The students include Matthew Weathers, who has a wife and two young daughters. He figures he won’t make a solid living as a Southern Baptist pastor, the career he initially chose.

“I’m not a good politician,” said Weathers, 35, of Slidell, Texas.

They include Kendra McMullin, 39, who has three children and a physician husband in the Houston area. She said she wanted a program in which she could take her kids to school in the morning and pick them up in the afternoon.

And they include Matthew Nguyen, who was in a pharmacy program in Virginia when he was diagnosed with leukemia. “Dropped everything in my life,” he said.

He’s been treated and given the go-ahead by his physicians to resume his life.

“So this is the best program that I found,” said Nguyen, 28, of Huntington Beach, Calif. “I can still stay at home, stay with my family, see my doctor and get a degree.”

Online pharmacy doctorate students pay about $28,000 for their first year’s tuition, the same as on-campus students.
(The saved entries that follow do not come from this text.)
//! First-run administrator bootstrap
//!
//! An empty user table gets one administrator with the wildcard role so the
//! server is operable after installation. The password comes from the
//! environment; without it the server starts but only node endpoints work.

use opendsc_storage::Repositories;

use opendsc_core::Result;

use crate::auth::tokens;

const ADMIN_USERNAME: &str = "admin";
const ADMIN_ROLE: &str = "administrators";
const PASSWORD_VAR: &str = "OPENDSC_ADMIN_PASSWORD";

/// Create the initial administrator when no users exist yet
pub async fn bootstrap_admin(repos: &Repositories) -> Result<()> {
    if repos.auth.count_users().await? > 0 {
        return Ok(());
    }

    let Ok(password) = std::env::var(PASSWORD_VAR) else {
        tracing::warn!(
            "no users exist and {} is not set; operator endpoints are unusable",
            PASSWORD_VAR
        );
        return Ok(());
    };

    let password_hash = tokens::hash_secret(&password)?;
    let user = repos
        .auth
        .create_user(ADMIN_USERNAME, "Administrator", &password_hash)
        .await?;
    let role = repos.auth.create_role(ADMIN_ROLE).await?;
    repos.auth.grant_role_permission(role, "*").await?;
    repos.auth.assign_role(user.id, role).await?;

    tracing::info!(username = ADMIN_USERNAME, "initial administrator created");
    Ok(())
}
//! REST surface
//!
//! All routes live under `/api/v1`. Operator routes authenticate with a
//! session cookie or a `pat_` bearer token; node routes authenticate with
//! the mTLS client certificate.

pub mod composites;
pub mod configurations;
pub mod nodes;
pub mod parameters;
pub mod retention;
pub mod scopes;
pub mod session;

use axum::extract::{DefaultBodyLimit, State};
use axum::routing::{delete, get, post, put};
use axum::{Json, Router};
use serde_json::json;
use tower_http::trace::TraceLayer;

use crate::state::AppState;

/// Assemble the full router
pub fn router(state: AppState) -> Router {
    let api = Router::new()
        // Operator session lifecycle
        .route("/auth/login", post(session::login))
        .route("/auth/logout", post(session::logout))
        .route("/auth/tokens", post(session::create_token))
        .route("/auth/tokens/:id", delete(session::revoke_token))
        // Node lifecycle
        .route("/nodes/register", post(nodes::register))
        .route("/nodes", get(nodes::list))
        .route("/nodes/:id", get(nodes::get).delete(nodes::remove))
        .route("/nodes/:id/rotate-certificate", post(nodes::rotate_certificate))
        .route("/nodes/:id/configuration/checksum", get(nodes::configuration_checksum))
        .route("/nodes/:id/configuration", get(nodes::configuration_bundle).put(nodes::assign))
        .route("/nodes/:id/reports", post(nodes::submit_report).get(nodes::list_reports))
        .route("/nodes/:id/tags", post(nodes::tag))
        .route("/nodes/:id/tags/:scope_type_id", delete(nodes::untag))
        .route("/registration-keys", post(nodes::issue_registration_key))
        .route("/registration-keys/:id", delete(nodes::revoke_registration_key))
        // Configurations
        .route("/configurations", get(configurations::list).post(configurations::create))
        .route("/configurations/:name", delete(configurations::remove))
        .route(
            "/configurations/:name/versions",
            get(configurations::list_versions).post(configurations::create_version),
        )
        .route(
            "/configurations/:name/versions/:version/publish",
            put(configurations::publish),
        )
        .route(
            "/configurations/:name/versions/:version/archive",
            put(configurations::archive),
        )
        .route(
            "/configurations/:name/versions/:version",
            delete(configurations::delete_version),
        )
        // Composite configurations
        .route(
            "/composite-configurations",
            get(composites::list).post(composites::create),
        )
        .route("/composite-configurations/:name", delete(composites::remove))
        .route(
            "/composite-configurations/:name/versions",
            get(composites::list_versions).post(composites::create_version),
        )
        .route(
            "/composite-configurations/:name/versions/:version/publish",
            put(composites::publish),
        )
        .route(
            "/composite-configurations/:name/versions/:version/items",
            get(composites::list_items),
        )
        // Scope metadata
        .route("/scope-types", get(scopes::list).post(scopes::create))
        .route("/scope-types/reorder", put(scopes::reorder))
        .route("/scope-types/:id", delete(scopes::remove))
        .route(
            "/scope-types/:id/values",
            get(scopes::list_values).post(scopes::add_value),
        )
        .route("/scope-types/:id/values/:value_id", delete(scopes::remove_value))
        // Parameters
        .route(
            "/parameters/:scope_type_id/:config_id",
            post(parameters::upload),
        )
        .route(
            "/parameters/:scope_type_id/:config_id/versions",
            get(parameters::list_versions),
        )
        .route(
            "/parameters/:scope_type_id/:config_id/versions/:version/activate",
            put(parameters::activate),
        )
        .route(
            "/parameters/:scope_type_id/:config_id/provenance",
            get(parameters::provenance),
        )
        // Retention
        .route(
            "/retention/configurations/cleanup",
            post(retention::configurations_cleanup),
        )
        .route("/retention/parameters/cleanup", post(retention::parameters_cleanup));

    Router::new()
        .nest("/api/v1", api)
        .route("/health", get(health))
        .layer(DefaultBodyLimit::max(state.config.server.max_request_body_bytes))
        .layer(TraceLayer::new_for_http())
        .with_state(state)
}

async fn health(State(state): State<AppState>) -> Json<serde_json::Value> {
    let database = match sqlx::query("SELECT 1").fetch_one(state.repos.pool()).await {
        Ok(_) => "up",
        Err(_) => "down",
    };
    let status = if database == "up" { "healthy" } else { "degraded" };
    Json(json!({
        "status": status,
        "components": { "database": { "status": database } }
    }))
}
Tuition includes the Fujitsu laptop computer that will serve as their lifeline to Creighton. They will take their courses by computer, viewing video and listening to audio that has been edited for quality by the School of Pharmacy’s 17-person technology support staff.

They have the chance to view a lecture whenever they wish if they must take the kids to school or go to an appointment. Some live conferencing also will occur among professors and small groups of students, Bradberry said.

The online students will return to Creighton for one or two weeks each summer for hands-on training.

The students generally will communicate with advisers, professors and other students by e-mail. They also will participate in live chat rooms by computer. The technology support people will get students back online as soon as possible if computer troubles arise.

Online students’ tests are overseen by hired “proctors,” or monitors, at a college campus, Sylvan Learning Center or other location in the vicinity of the student’s home. Bradberry said Creighton also uses secure testing software that times the exam and blocks efforts to get on the Internet.

Frank Salerno, 29, figures he’ll continue teaching high school half-time in the Chicago area while he studies for his pharmacy doctorate. His wife is a pharmacist, and they didn’t want to drop everything and move so he could pursue the degree.

Salerno said he initially was skeptical of an online program but ultimately was convinced it was similar to what he’d get as an on-campus student. “We’re taking the exact same program, the exact same exams,” he said.